Hot spots and the hollowness of proton-proton interactions at high energies

TL;DR

This paper explains the hollowness effect in high-energy proton-proton collisions as a consequence of gluonic hot spots expanding transversely with energy, leading to a depletion of inelasticity at zero impact parameter.

Contribution

It introduces a model using gluonic hot spots with correlations and multiple scatterings to explain the hollowness phenomenon at high energies.

Findings

Hollowness effect arises at 7 TeV due to hot spot growth.

The model reproduces the depletion of inelasticity density at zero impact parameter.

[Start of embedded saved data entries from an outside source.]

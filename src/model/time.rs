//! Teaching days and lesson time slots.

use chrono::NaiveTime;
use serde::{Deserialize, Serialize};
use std::fmt;

/// A teaching day. Ordered by declaration; Sunday is not a teaching day.
#[derive(
    Debug, Clone, Copy, PartialEq, Eq, PartialOrd, Ord, Hash, Serialize, Deserialize,
)]
pub enum Day {
    Monday,
    Tuesday,
    Wednesday,
    Thursday,
    Friday,
    Saturday,
}

impl Day {
    /// All teaching days in week order.
    pub const ALL: [Day; 6] = [
        Day::Monday,
        Day::Tuesday,
        Day::Wednesday,
        Day::Thursday,
        Day::Friday,
        Day::Saturday,
    ];
}

impl fmt::Display for Day {
    fn fmt(&self, f: &mut fmt::Formatter<'_>) -> fmt::Result {
        let name = match self {
            Day::Monday => "Monday",
            Day::Tuesday => "Tuesday",
            Day::Wednesday => "Wednesday",
            Day::Thursday => "Thursday",
            Day::Friday => "Friday",
            Day::Saturday => "Saturday",
        };
        f.write_str(name)
    }
}

/// A lesson time slot with minute-precision wall-clock bounds.
///
/// Totally ordered by `(start, end)`; the full slot catalogue for a run is
/// a flat ordered list of these.
#[derive(
    Debug, Clone, Copy, PartialEq, Eq, PartialOrd, Ord, Hash, Serialize, Deserialize,
)]
pub struct TimeSlot {
    pub start: NaiveTime,
    pub end: NaiveTime,
}

impl TimeSlot {
    pub fn new(start: NaiveTime, end: NaiveTime) -> Self {
        Self { start, end }
    }

    /// Minutes between this slot's end and `later`'s start.
    ///
    /// Negative when the slots overlap; callers pass the earlier slot as
    /// `self`.
    pub fn gap_minutes(&self, later: &TimeSlot) -> i64 {
        (later.start - self.end).num_minutes()
    }
}

impl fmt::Display for TimeSlot {
    fn fmt(&self, f: &mut fmt::Formatter<'_>) -> fmt::Result {
        write!(
            f,
            "{} - {}",
            self.start.format("%H:%M"),
            self.end.format("%H:%M")
        )
    }
}
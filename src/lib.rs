//! Weekly university timetable generation.
//!
//! Builds a week of lessons for a catalogue of requirements — who teaches
//! what to which groups, how often — by evolving candidate timetables with
//! a penalty-guided genetic algorithm:
//!
//! - **Model**: days, time slots, lessons, and the requirements catalogue.
//! - **Evaluator**: scores a candidate by scanning each lecturer's, group's,
//!   and room's day against conflict and idle-window rules, attributing
//!   every penalty back to the genes causing it.
//! - **GA**: bad-gene-biased crossover, worst-gene mutation, elitist
//!   truncation, running until a zero-penalty week or the generation budget.
//! - **Repair**: optional greedy relocation of the worst genes.
//! - **Catalog / Report**: JSON catalogues, random instance synthesis, and
//!   plain-text rendering of the result.
//!
//! # Example
//!
//! ```
//! use u_timetable::catalog::random_example;
//! use u_timetable::ga::{generate_timetable, GaConfig};
//! use rand::rngs::SmallRng;
//! use rand::SeedableRng;
//!
//! let mut rng = SmallRng::seed_from_u64(7);
//! let requirements = random_example(4, 6, 3, 15.0, &mut rng).into_requirements();
//!
//! let config = GaConfig::default()
//!     .with_population_size(50)
//!     .with_max_generations(50)
//!     .with_seed(7);
//! let outcome = generate_timetable(&requirements, &config);
//! assert_eq!(outcome.best.lessons.len(), requirements.session_count());
//! ```

pub mod adjacency;
pub mod catalog;
pub mod evaluator;
pub mod ga;
pub mod model;
pub mod repair;
pub mod report;

pub use adjacency::AdjacencyRules;
pub use evaluator::{EvaluatedTimetable, Evaluator, PenaltyConfig};
pub use ga::{generate_timetable, GaConfig, GaOutcome};
pub use model::{
    Day, Lesson, LessonRequirement, Periodicity, Place, TimeSlot, TimetableRequirements,
};
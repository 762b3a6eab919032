//! Per-entity ordered lesson indices.
//!
//! Each lecturer, academic group, and room maps to the list of gene
//! indices touching it, sorted by the composite schedule key
//! `(day, time slot, periodicity)` with the gene index as tie-break.
//! The maps are rebuilt wholesale on every evaluation; only local repair
//! edits them in place, through [`remove_index`] / [`insert_sorted`].

use crate::model::{Lesson, TimetableRequirements};
use std::cmp::Ordering;
use std::collections::BTreeMap;

/// Gene indices grouped per lecturer, group, and room.
///
/// `BTreeMap` keeps entity iteration order deterministic, so seeded runs
/// reproduce bit-identical penalty attributions.
#[derive(Debug, Clone, Default, PartialEq, Eq)]
pub struct EntityLessons {
    pub by_lecturer: BTreeMap<u32, Vec<usize>>,
    pub by_group: BTreeMap<u32, Vec<usize>>,
    pub by_place: BTreeMap<usize, Vec<usize>>,
}

impl EntityLessons {
    /// Builds the three maps from scratch for the given gene array.
    ///
    /// A gene attended by several groups is inserted into every one of
    /// those groups' lists.
    pub fn build(requirements: &TimetableRequirements, lessons: &[Lesson]) -> Self {
        let mut index = Self::default();

        for (i, lesson) in lessons.iter().enumerate() {
            let requirement = &requirements.lesson_requirements[lesson.requirement];
            index
                .by_lecturer
                .entry(requirement.lecturer)
                .or_default()
                .push(i);
            for &group in &requirement.groups {
                index.by_group.entry(group).or_default().push(i);
            }
            index.by_place.entry(lesson.place).or_default().push(i);
        }

        for list in index
            .by_lecturer
            .values_mut()
            .chain(index.by_group.values_mut())
            .chain(index.by_place.values_mut())
        {
            sort_schedule_order(lessons, list);
        }

        index
    }
}

/// Sorts `indices` by the composite schedule key; the stable sort keeps
/// equal-key genes in index order.
pub fn sort_schedule_order(lessons: &[Lesson], indices: &mut [usize]) {
    indices.sort_by(|&a, &b| lessons[a].schedule_cmp(&lessons[b]));
}

/// Removes gene `index` from an ordered index list, if present.
pub fn remove_index(list: &mut Vec<usize>, index: usize) {
    if let Some(position) = list.iter().position(|&i| i == index) {
        list.remove(position);
    }
}

/// Inserts gene `index` into an ordered index list at its schedule
/// position under the current gene state.
pub fn insert_sorted(lessons: &[Lesson], list: &mut Vec<usize>, index: usize) {
    let position = list.partition_point(|&i| {
        lessons[i]
            .schedule_cmp(&lessons[index])
            .then(i.cmp(&index))
            == Ordering::Less
    });
    list.insert(position, index);
}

Hot spot correlations are crucial for the effect's emergence.

Abstract

We present a dynamical explanation of the hollowness effect observed in proton-proton scattering at $\sqrt s\!=\!7$ TeV. This phenomenon, not observed at lower energies, consists in a depletion of the inelasticity density at zero impact parameter of the collision. Our analysis is based on three main ingredients: we rely gluonic hot spots inside the proton as effective degrees of freedom for the description of the scattering process. Next we assume that some non-trivial correlation between the transverse positions of the hot spots inside the proton exists. Finally we build the scattering amplitude from a multiple scattering, Glauber-like series of collisions between hot spots. In our approach, the onset of the hollowness effect is naturally explained as due to the diffusion or growth of the hot spots in the transverse plane with increasing collision energy.